Professor Emeritus of Economics, Columbia University, James Nakamura died in Silver Spring, Maryland on February 13, 2015.
Professor Nakamura was best known for radically revised thinking about the dynamics of Japanese growth in the Tokugawa and Meiji periods, which was published in his first book, Agricultural Production and the Economic Development of Japan, 1873-1922 (Princeton, 1966).
He was born in Toppenish, Washington, in 1919 and grew up in Arroyo Grande, California, where he obtained his Associate of Arts degree from Santa Maria Junior College (1939). During World War II, from 1942-44, he and his family were placed in an internment camp in Gila River, Arizona. Later Professor Nakamura served as a member of the U.S. armed forces, completing tours in Manila, Philippines, and Tokyo, Japan, from 1946-1950.

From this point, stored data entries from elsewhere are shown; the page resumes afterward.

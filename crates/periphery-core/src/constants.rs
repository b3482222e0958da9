//! Core constants for the periphery discovery agent.
//!
//! This module collects the fixed values shared by the enumeration,
//! normalization and registry layers: record labels, registry API paths,
//! host device locations and the default timing of the poll loop.
//!
//! # Registry API
//!
//! The node's management API is reached under a base URL such as
//! `http://localhost:5080/api`. All paths below are relative to it:
//!
//! | Path | Method | Purpose |
//! |------|--------|---------|
//! | `/healthcheck` | GET | Readiness gate before the first cycle |
//! | `/peripheral?parameter=interface&value=USB` | GET | Registered USB peripherals |
//! | `/peripheral` | POST | Register a new peripheral |
//! | `/peripheral/{identifier}` | PUT / DELETE | Update or remove a peripheral |
//!
//! # Usage
//!
//! ```
//! use periphery_core::constants::*;
//! use std::time::Duration;
//!
//! assert_eq!(INTERFACE_USB, "USB");
//!
//! let interval = Duration::from_secs(DEFAULT_POLL_INTERVAL_SECS);
//! assert_eq!(interval.as_secs(), 30);
//! ```

// ============================================================================
// Record Labels
// ============================================================================

/// Interface kind reported for every peripheral managed by this agent.
pub const INTERFACE_USB: &str = "USB";

/// Label used to build a name for devices whose product name is unknown.
///
/// The fallback name is `"<label> <identifier>"`, e.g.
/// `"UNNAMED USB Device 1d6b:0002"`.
pub const UNNAMED_DEVICE_LABEL: &str = "UNNAMED USB Device";

// ============================================================================
// Registry API
// ============================================================================

/// Health check path polled until the agent API answers HTTP 200.
pub const HEALTHCHECK_PATH: &str = "/healthcheck";

/// Peripheral collection path.
pub const PERIPHERAL_PATH: &str = "/peripheral";

/// Query parameter name used to filter the peripheral collection.
pub const FILTER_PARAMETER: &str = "interface";

/// Agent API address used outside of Kubernetes.
pub const LOCAL_AGENT_ADDRESS: &str = "localhost:5080";

/// Namespace assumed when `MY_NAMESPACE` is not set.
pub const DEFAULT_NAMESPACE: &str = "nuvlabox";

// ============================================================================
// Host Device Layout
// ============================================================================

/// Root of the usbfs device nodes (`/dev/bus/usb/BBB/AAA`).
pub const USB_DEVICE_ROOT: &str = "/dev/bus/usb";

/// Directory scanned for secondary device nodes.
pub const DEFAULT_DEVICE_DIR: &str = "/dev";

/// Name prefix of secondary device nodes associated by serial number.
pub const DEFAULT_SECONDARY_DEVICE_PREFIX: &str = "video";

/// Suffix identifying the parent bus controller in a udev attribute walk.
///
/// Platform USB controllers appear as e.g. `/devices/platform/soc/fe980000.usb`.
pub const PARENT_BUS_SUFFIX: &str = ".usb";

/// Attribute carrying a device serial number.
pub const SERIAL_ATTRIBUTE: &str = "serial";

/// Well-known locations of the `usb.ids` database, searched in order.
pub const USB_IDS_SEARCH_PATHS: &[&str] = &[
    "/usr/share/hwdata/usb.ids",
    "/usr/share/misc/usb.ids",
    "/usr/share/usb.ids",
    "/var/lib/usbutils/usb.ids",
];

// ============================================================================
// Timing
// ============================================================================

/// Pause between two discovery cycles (seconds).
pub const DEFAULT_POLL_INTERVAL_SECS: u64 = 30;

/// Pause between two health check probes (seconds).
pub const DEFAULT_HEALTHCHECK_INTERVAL_SECS: u64 = 3;

/// Delay between attempts to initialize the USB subsystem (seconds).
pub const DEFAULT_USB_INIT_RETRY_DELAY_SECS: u64 = 10;

/// Attempts to initialize the USB subsystem before giving up.
pub const DEFAULT_USB_INIT_MAX_ATTEMPTS: u32 = 6;

/// Upper bound for a single registry HTTP call (milliseconds).
pub const DEFAULT_REQUEST_TIMEOUT_MS: u64 = 10_000;

/// Upper bound for a single attribute query (milliseconds).
pub const DEFAULT_ATTRIBUTE_TIMEOUT_MS: u64 = 5_000;

/// Upper bound for one full device enumeration (milliseconds).
pub const DEFAULT_ENUMERATION_TIMEOUT_MS: u64 = 15_000;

Upon returning to the United States, Nakamura obtained both his Bachelor of Science (1952) and his Ph.D. (1964) at Columbia University. He was appointed assistant professor (1964-1968), associate professor (1968-1980), and professor of economics (1980-1989). In addition, he was Ford Foundation Fellow, 1952-1955, 1962-63; and, Fulbright-Hays fellow in 1967. Professor Nakamura was a co-founder of the Japan Economic Seminar which continues to be an annual event of the Center on Japanese Economy and Business at Columbia’s Business School.